Chère Anna, partons du fait que j’aimerais connaître, en quelques mots, ton
« autoportrait ». Qui es-tu ? Je
suis historienne de la littérature et des arts. Je suis née à Budapest. J’ai
fait mes études au lycée Veres Pálné en sciences humaines (1995-1999), puis à
l’Université Eötvös Lóránd (1999-2005) en histoire de l’art et en langue et
littérature françaises. J’ai passé un doctorat en histoire de l’art en 2009. Depuis 2007 je travaille à l’Institut d’Études Littéraires du Centre de Recherches
en Sciences Humaines de l’Académie Hongroise des Sciences et depuis 2018 également au Département de l’Histoire de l’Art de la Faculté des Arts de
l’Université de Pécs. Mes domaines d’expertise sont les relations littéraires
et des beaux-arts franco-hongrois du 20e siècle. Je me suis mariée
en 2014. J’aime faire des randonnées, découvrir la
nature, voyager et visiter des monuments culturels, réaliser des photos et
des vidéos. 2.
Comment as-tu découvert la langue française en Hongrie ? J’ai
commencé à apprendre le français au lycée. J’avais une enseignante très
stricte, Mme Éva Csatári pendant quatre ans. J’ai presque perdu la bataille contre
« qu’est-ce que c’est ? » à la fin du premier semestre. Au
moment de choisir des matières universitaires, à la suggestion de mon père,
j’ai choisi la langue et la littérature françaises en plus de l’histoire de
l’art. L’apprentissage de cette langue au lycée n’aurait pas suffi pour passer
l’examen d’entrée à l’Université Eötvös Lóránd, c’est
la raison pour laquelle j’ai étudié j’ai étudié l’histoire
littéraire française pendant un mois avec la femme du célèbre traducteur
László Lothár, elle-même linguiste. Les cours de langue, littérature et
civilisation françaises n’était pas facile pour moi car je ne vivais pas en
France. Un séjour de trois semaines à Bruxelles m’a beaucoup aidé après ma
première année universitaire. 2
bis.

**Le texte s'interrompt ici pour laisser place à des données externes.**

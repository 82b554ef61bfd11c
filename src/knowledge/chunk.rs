//! Recursive character text splitter.
//!
//! Splits text into chunks of at most `chunk_size` characters, carrying up
//! to `chunk_overlap` characters of trailing context into the next chunk.
//!
//! # Algorithm
//!
//! 1. Pick the first separator (`\n\n`, `\n`, ` `, then the empty string)
//!    that occurs in the text.
//! 2. Split on it. Pieces shorter than `chunk_size` are buffered; longer
//!    pieces are split again with the remaining separators.
//! 3. Buffered pieces are merged greedily up to `chunk_size`. When a chunk
//!    is emitted, pieces are dropped from the front of the buffer until at
//!    most `chunk_overlap` characters remain; those start the next chunk.
//!
//! Lengths are counted in `char`s so multi-byte text never splits inside a
//! code point.

use std::collections::VecDeque;

use sha2::{Digest, Sha256};
use tracing::warn;

use super::{DocumentChunk, SourceDocument};

const DEFAULT_SEPARATORS: [&str; 4] = ["\n\n", "\n", " ", ""];

#[derive(Debug, Clone)]
pub struct TextSplitter {
    chunk_size: usize,
    chunk_overlap: usize,
    separators: Vec<&'static str>,
}

impl TextSplitter {
    pub fn new(chunk_size: usize, chunk_overlap: usize) -> Self {
        Self {
            chunk_size: chunk_size.max(1),
            chunk_overlap: chunk_overlap.min(chunk_size.saturating_sub(1)),
            separators: DEFAULT_SEPARATORS.to_vec(),
        }
    }

    pub fn split_text(&self, text: &str) -> Vec<String> {
        self.split_recursive(text, &self.separators)
    }

    /// Split each document, keeping its source and page on every chunk.
    pub fn split_documents(&self, documents: &[SourceDocument]) -> Vec<DocumentChunk> {
        documents
            .iter()
            .flat_map(|doc| {
                self.split_text(&doc.content)
                    .into_iter()
                    .enumerate()
                    .map(move |(index, text)| DocumentChunk {
                        id: chunk_id(&doc.source, doc.page, index, &text),
                        text,
                        source: doc.source.clone(),
                        page: doc.page,
                    })
            })
            .collect()
    }

    fn split_recursive(&self, text: &str, separators: &[&'static str]) -> Vec<String> {
        let mut separator = separators.last().copied().unwrap_or("");
        let mut remaining: &[&'static str] = &[];

        for (i, candidate) in separators.iter().enumerate() {
            if candidate.is_empty() {
                separator = candidate;
                remaining = &[];
                break;
            }
            if text.contains(candidate) {
                separator = candidate;
                remaining = &separators[i + 1..];
                break;
            }
        }

        let pieces: Vec<String> = if separator.is_empty() {
            text.chars().map(String::from).collect()
        } else {
            text.split(separator)
                .filter(|piece| !piece.is_empty())
                .map(str::to_string)
                .collect()
        };

        let mut chunks = Vec::new();
        let mut buffered: Vec<String> = Vec::new();

        for piece in pieces {
            if char_len(&piece) < self.chunk_size {
                buffered.push(piece);
                continue;
            }

            if !buffered.is_empty() {
                chunks.extend(self.merge_pieces(&buffered, separator));
                buffered.clear();
            }

            if remaining.is_empty() {
                chunks.push(piece);
            } else {
                chunks.extend(self.split_recursive(&piece, remaining));
            }
        }

        if !buffered.is_empty() {
            chunks.extend(self.merge_pieces(&buffered, separator));
        }

        chunks
    }

    fn merge_pieces(&self, pieces: &[String], separator: &str) -> Vec<String> {
        let separator_len = char_len(separator);
        let mut chunks = Vec::new();
        let mut window: VecDeque<&str> = VecDeque::new();
        let mut total = 0usize;

        for piece in pieces {
            let len = char_len(piece);
            let joined = |window: &VecDeque<&str>| if window.is_empty() { 0 } else { separator_len };

            if total + len + joined(&window) > self.chunk_size {
                if total > self.chunk_size {
                    warn!(
                        "Created a chunk of size {}, which is longer than the specified {}",
                        total, self.chunk_size
                    );
                }

                if !window.is_empty() {
                    if let Some(chunk) = join_trimmed(&window, separator) {
                        chunks.push(chunk);
                    }

                    while total > self.chunk_overlap
                        || (total > 0 && total + len + joined(&window) > self.chunk_size)
                    {
                        let Some(first) = window.pop_front() else {
                            break;
                        };
                        let dropped = char_len(first) + if window.is_empty() { 0 } else { separator_len };
                        total = total.saturating_sub(dropped);
                    }
                }
            }

            total += len + joined(&window);
            window.push_back(piece);
        }

        if let Some(chunk) = join_trimmed(&window, separator) {
            chunks.push(chunk);
        }

        chunks
    }
}

impl Default for TextSplitter {
    fn default() -> Self {
        Self::new(1000, 150)
    }
}

fn char_len(text: &str) -> usize {
    text.chars().count()
}

fn join_trimmed(window: &VecDeque<&str>, separator: &str) -> Option<String> {
    let joined = window.iter().copied().collect::<Vec<_>>().join(separator);
    let trimmed = joined.trim();
    if trimmed.is_empty() {
        None
    } else {
        Some(trimmed.to_string())
    }
}

/// Deterministic chunk id from its origin and content.
fn chunk_id(source: &str, page: Option<u32>, index: usize, text: &str) -> String {
    let mut hasher = Sha256::new();
    hasher.update(source.as_bytes());
    hasher.update(page.unwrap_or(0).to_le_bytes());
    hasher.update((index as u64).to_le_bytes());
    hasher.update(text.as_bytes());
    hex::encode(&hasher.finalize()[..16])
}
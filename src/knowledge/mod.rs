//! Knowledge base
//!
//! Document loading, chunking, the persistent vector index, the one-shot
//! index builder and the news-driven updater.

pub mod builder;
pub mod chunk;
pub mod index;
pub mod loader;
pub mod news;
pub mod updater;

use serde::{Deserialize, Serialize};

pub use builder::{build_vector_store, embed_chunks, BuildOutcome};
pub use chunk::TextSplitter;
pub use index::{IndexManifest, IndexedChunk, KnowledgeIndex, SearchHit};
pub use loader::load_documents;
pub use news::{NewsScraper, NewsSource};
pub use updater::{describe_update, KnowledgeBaseUpdater, UpdateReport};

/// A loaded document (or a single page of one) before chunking.
#[derive(Debug, Clone, Serialize, Deserialize, PartialEq)]
pub struct SourceDocument {
    pub content: String,
    pub source: String,
    pub page: Option<u32>,
}

impl SourceDocument {
    pub fn new(content: impl Into<String>, source: impl Into<String>, page: Option<u32>) -> Self {
        Self {
            content: content.into(),
            source: source.into(),
            page,
        }
    }
}

/// A bounded slice of a document, ready to embed.
#[derive(Debug, Clone, Serialize, Deserialize, PartialEq)]
pub struct DocumentChunk {
    pub id: String,
    pub text: String,
    pub source: String,
    pub page: Option<u32>,
}
//! User profile storage

use std::collections::HashMap;
use std::sync::Arc;

use async_trait::async_trait;
use chrono::{DateTime, Utc};
use sqlx::{PgPool, Row};
use tokio::sync::{OnceCell, RwLock};

use crate::error::AdvisorError;
use crate::models::UserProfile;
use crate::Result;

pub const DEFAULT_USER_NAME: &str = "User";

#[async_trait]
pub trait ProfileStore: Send + Sync {
    async fn save(&self, profile: &UserProfile) -> Result<()>;
    async fn load(&self, user_id: &str) -> Result<Option<UserProfile>>;
}

#[derive(Default)]
pub struct InMemoryProfileStore {
    profiles: RwLock<HashMap<String, UserProfile>>,
}

impl InMemoryProfileStore {
    pub fn new() -> Self {
        Self::default()
    }
}

#[async_trait]
impl ProfileStore for InMemoryProfileStore {
    async fn save(&self, profile: &UserProfile) -> Result<()> {
        self.profiles
            .write()
            .await
            .insert(profile.user_id.clone(), profile.clone());
        Ok(())
    }

    async fn load(&self, user_id: &str) -> Result<Option<UserProfile>> {
        Ok(self.profiles.read().await.get(user_id).cloned())
    }
}

pub struct PostgresProfileStore {
    pool: PgPool,
    schema_ready: Arc<OnceCell<()>>,
}

impl PostgresProfileStore {
    pub fn new(pool: PgPool) -> Self {
        Self {
            pool,
            schema_ready: Arc::new(OnceCell::new()),
        }
    }

    async fn ensure_schema(&self) -> Result<()> {
        self.schema_ready
            .get_or_try_init(|| async {
                sqlx::query(
                    r#"
                    CREATE TABLE IF NOT EXISTS user_profiles (
                      user_id TEXT PRIMARY KEY,
                      name TEXT,
                      created_at TIMESTAMPTZ NOT NULL DEFAULT NOW()
                    );
                    "#,
                )
                .execute(&self.pool)
                .await
                .map(|_| ())
            })
            .await
            .map_err(|e| {
                AdvisorError::DatabaseError(format!(
                    "Failed to initialize profile schema: {}",
                    e
                ))
            })?;
        Ok(())
    }
}

#[async_trait]
impl ProfileStore for PostgresProfileStore {
    async fn save(&self, profile: &UserProfile) -> Result<()> {
        self.ensure_schema().await?;

        sqlx::query(
            r#"
            INSERT INTO user_profiles (user_id, name, created_at)
            VALUES ($1, $2, $3)
            ON CONFLICT (user_id) DO UPDATE SET name = EXCLUDED.name
            "#,
        )
        .bind(&profile.user_id)
        .bind(&profile.name)
        .bind(profile.created_at)
        .execute(&self.pool)
        .await
        .map_err(|e| AdvisorError::DatabaseError(format!("Failed to save profile: {}", e)))?;

        Ok(())
    }

    async fn load(&self, user_id: &str) -> Result<Option<UserProfile>> {
        self.ensure_schema().await?;

        let row = sqlx::query("SELECT name, created_at FROM user_profiles WHERE user_id = $1")
            .bind(user_id)
            .fetch_optional(&self.pool)
            .await
            .map_err(|e| AdvisorError::DatabaseError(format!("Failed to load profile: {}", e)))?;

        Ok(row.map(|row| {
            let name: Option<String> = row.try_get("name").ok().flatten();
            let created_at: DateTime<Utc> = row.try_get("created_at").unwrap_or_else(|_| Utc::now());
            UserProfile {
                user_id: user_id.to_string(),
                name: name
                    .filter(|n| !n.trim().is_empty())
                    .unwrap_or_else(|| DEFAULT_USER_NAME.to_string()),
                created_at,
            }
        }))
    }
}
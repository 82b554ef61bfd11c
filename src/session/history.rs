//! Chat conversation history
//!
//! A conversation belongs to one user and holds alternating user and
//! assistant messages in order.

use chrono::{DateTime, Utc};
use serde::{Deserialize, Serialize};
use uuid::Uuid;

const TITLE_MAX_CHARS: usize = 30;
pub const UNTITLED_CONVERSATION: &str = "New Chat";

/// Role of a message sender
#[derive(Debug, Clone, Copy, Serialize, Deserialize, PartialEq, Eq)]
#[serde(rename_all = "lowercase")]
pub enum MessageRole {
    User,
    Assistant,
}

impl MessageRole {
    pub fn as_str(&self) -> &'static str {
        match self {
            MessageRole::User => "user",
            MessageRole::Assistant => "assistant",
        }
    }

    pub fn parse(role: &str) -> Self {
        match role.to_lowercase().as_str() {
            "assistant" | "agent" | "ai" => MessageRole::Assistant,
            _ => MessageRole::User,
        }
    }
}

/// A single message in a conversation
#[derive(Debug, Clone, Serialize, Deserialize, PartialEq)]
pub struct ChatMessage {
    pub message_id: Uuid,
    pub timestamp: DateTime<Utc>,
    pub role: MessageRole,
    pub content: String,
}

impl ChatMessage {
    pub fn new(role: MessageRole, content: impl Into<String>) -> Self {
        Self {
            message_id: Uuid::new_v4(),
            timestamp: Utc::now(),
            role,
            content: content.into(),
        }
    }
}

#[derive(Debug, Clone, Serialize, Deserialize)]
pub struct Conversation {
    pub conversation_id: Uuid,
    pub user_id: String,
    pub created_at: DateTime<Utc>,
    pub updated_at: DateTime<Utc>,
    messages: Vec<ChatMessage>,
}

impl Conversation {
    pub fn new(user_id: impl Into<String>) -> Self {
        let now = Utc::now();
        Self {
            conversation_id: Uuid::new_v4(),
            user_id: user_id.into(),
            created_at: now,
            updated_at: now,
            messages: Vec::new(),
        }
    }

    /// Rebuild a stored conversation.
    pub fn restore(
        conversation_id: Uuid,
        user_id: impl Into<String>,
        created_at: DateTime<Utc>,
        messages: Vec<ChatMessage>,
    ) -> Self {
        let updated_at = messages.last().map(|m| m.timestamp).unwrap_or(created_at);
        Self {
            conversation_id,
            user_id: user_id.into(),
            created_at,
            updated_at,
            messages,
        }
    }

    pub fn add_message(&mut self, message: ChatMessage) {
        self.messages.push(message);
        self.updated_at = Utc::now();
    }

    pub fn messages(&self) -> &[ChatMessage] {
        &self.messages
    }

    pub fn message_count(&self) -> usize {
        self.messages.len()
    }

    pub fn is_empty(&self) -> bool {
        self.messages.is_empty()
    }

    /// First line of the opening user message, cut to 30 characters.
    pub fn title(&self) -> String {
        match self.messages.first() {
            Some(first) if first.role == MessageRole::User => {
                let line = first.content.lines().next().unwrap_or_default();
                if line.chars().count() > TITLE_MAX_CHARS {
                    let cut: String = line.chars().take(TITLE_MAX_CHARS).collect();
                    format!("{}...", cut)
                } else {
                    line.to_string()
                }
            }
            _ => UNTITLED_CONVERSATION.to_string(),
        }
    }

    pub fn summary(&self) -> ConversationSummary {
        ConversationSummary {
            conversation_id: self.conversation_id,
            title: self.title(),
            message_count: self.messages.len(),
            created_at: self.created_at,
            updated_at: self.updated_at,
        }
    }
}

/// Listing entry for a conversation
#[derive(Debug, Clone, Serialize, Deserialize, PartialEq)]
pub struct ConversationSummary {
    pub conversation_id: Uuid,
    pub title: String,
    pub message_count: usize,
    pub created_at: DateTime<Utc>,
    pub updated_at: DateTime<Utc>,
}

#[cfg(test)]
mod tests {
    use super::*;

    #[test]
    fn test_title_from_first_user_line() {
        let mut conversation = Conversation::new("uid-1");
        assert_eq!(conversation.title(), "New Chat");

        conversation.add_message(ChatMessage::new(
            MessageRole::User,
            "How much should I save?\nI earn 50k.",
        ));
        assert_eq!(conversation.title(), "How much should I save?");
    }

    #[test]
    fn test_long_titles_are_truncated() {
        let mut conversation = Conversation::new("uid-1");
        conversation.add_message(ChatMessage::new(
            MessageRole::User,
            "Explain the difference between a Roth IRA and a 401k",
        ));
        assert_eq!(conversation.title(), "Explain the difference between...");
    }

    #[test]
    fn test_title_requires_user_opening() {
        let mut conversation = Conversation::new("uid-1");
        conversation.add_message(ChatMessage::new(MessageRole::Assistant, "Welcome back!"));
        assert_eq!(conversation.title(), "New Chat");
    }

    #[test]
    fn test_message_count_and_summary() {
        let mut conversation = Conversation::new("uid-1");
        conversation.add_message(ChatMessage::new(MessageRole::User, "What is RSI?"));
        conversation.add_message(ChatMessage::new(
            MessageRole::Assistant,
            "RSI is a momentum oscillator.",
        ));

        let summary = conversation.summary();
        assert_eq!(summary.message_count, 2);
        assert_eq!(summary.title, "What is RSI?");
        assert_eq!(summary.conversation_id, conversation.conversation_id);
    }

    #[test]
    fn test_role_round_trip_through_storage_names() {
        assert_eq!(MessageRole::parse(MessageRole::Assistant.as_str()), MessageRole::Assistant);
        assert_eq!(MessageRole::parse("AGENT"), MessageRole::Assistant);
        assert_eq!(MessageRole::parse("unknown"), MessageRole::User);
    }
}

J’ai cru comprendre qu’il y avait un très haute qualité de
l’enseignement du français à l’école, ce qui a contribué d’une manière
importante à l’orientation vers le français des écrivains hongrois. Qu’en
est-il aujourd’hui du rayonnement du français vers les jeunes générations ? Les
relations littéraires franco-hongroises remontent à plusieurs siècles et ont
subi de nombreuses transformations. À la fin du XIXe et au début
du XXe siècle, les contacts personnels sont devenus courants,
principalement grâce à de nouvelles possibilités de voyage et de communication. Les connaissances sont devenues
plus intenses, les interactions plus rapides. Il n’a pas fallu des années ou
des décennies pour traduire une œuvre littéraire, comme auparavant. La
culture et l’orientation littéraire françaises sont
restées très importantes en Hongrie jusqu’à la fin de la deuxième guerre
mondiale. L’histoire des relations culturelles au XXe siècle a été
fondamentalement déterminée par de nouveaux courants littéraires et une
immigration accrue par rapport aux siècles précédents. Outre la
Grande-Bretagne et l’Allemagne, la France a été le pays qui a accueilli le
plus grand nombre de poètes, d’écrivains, de peintres et de sculpteurs
hongrois. 3.
Quels sont tes meilleurs souvenirs dans l’apprentissage du français ? J’aime
beaucoup traduire, aussi bien du hongrois en français que
du français en hongrois. J’ai réussi à obtenir de bons
résultats dans ce domaine. Je traduis principalement des études hongroises
d’histoire littéraire en français et quelquefois des histoires courtes
françaises en hongrois. 4.
A quel moment as-tu décidé de t’orienter vers l’étude et le travail
concernant la littérature et les beaux-arts situées aux frontières
franco-hongroises ? Au
cours de mes études universitaires pendant la troisième / quatrième année,
j’ai commencé à aborder le sujet de l’histoire des relations littéraires
franco-hongroises du XXe siècle sous la direction de Judit
Karafiáth : elle a suivi mon travail et m’a aidée avec ses conseils. Lors
des recherches pour mon mémoire de maîtrise j’ai pu étudier la correspondance du poète, traducteur, éditeur hongrois Gyula Illyés avec le
poète Jean Rousselot. Leur correspondance (1956–1983) a mis en évidence
les étapes d’une coopération fructueuse pour la culture française et
hongroise, y compris le rôle prépondérant des traductions littéraires. Au
cours de mes études de doctorat en histoire de l’art, dans le cadre d’un
séminaire du XXe siècle de Krisztina Passuth, j’ai découvert le
peintre Lajos Márk, étudiant de l’Académie Julian à Paris dans les années
1890, comme beaucoup d’autres peintes hongrois avant la première guerre
mondiale. En 1890, Márk s’est rendu à Paris où William Bourguereau, Gabriel
Ferrier et Tony Robert-Fleury étaient ses maîtres à l’Académie Julian.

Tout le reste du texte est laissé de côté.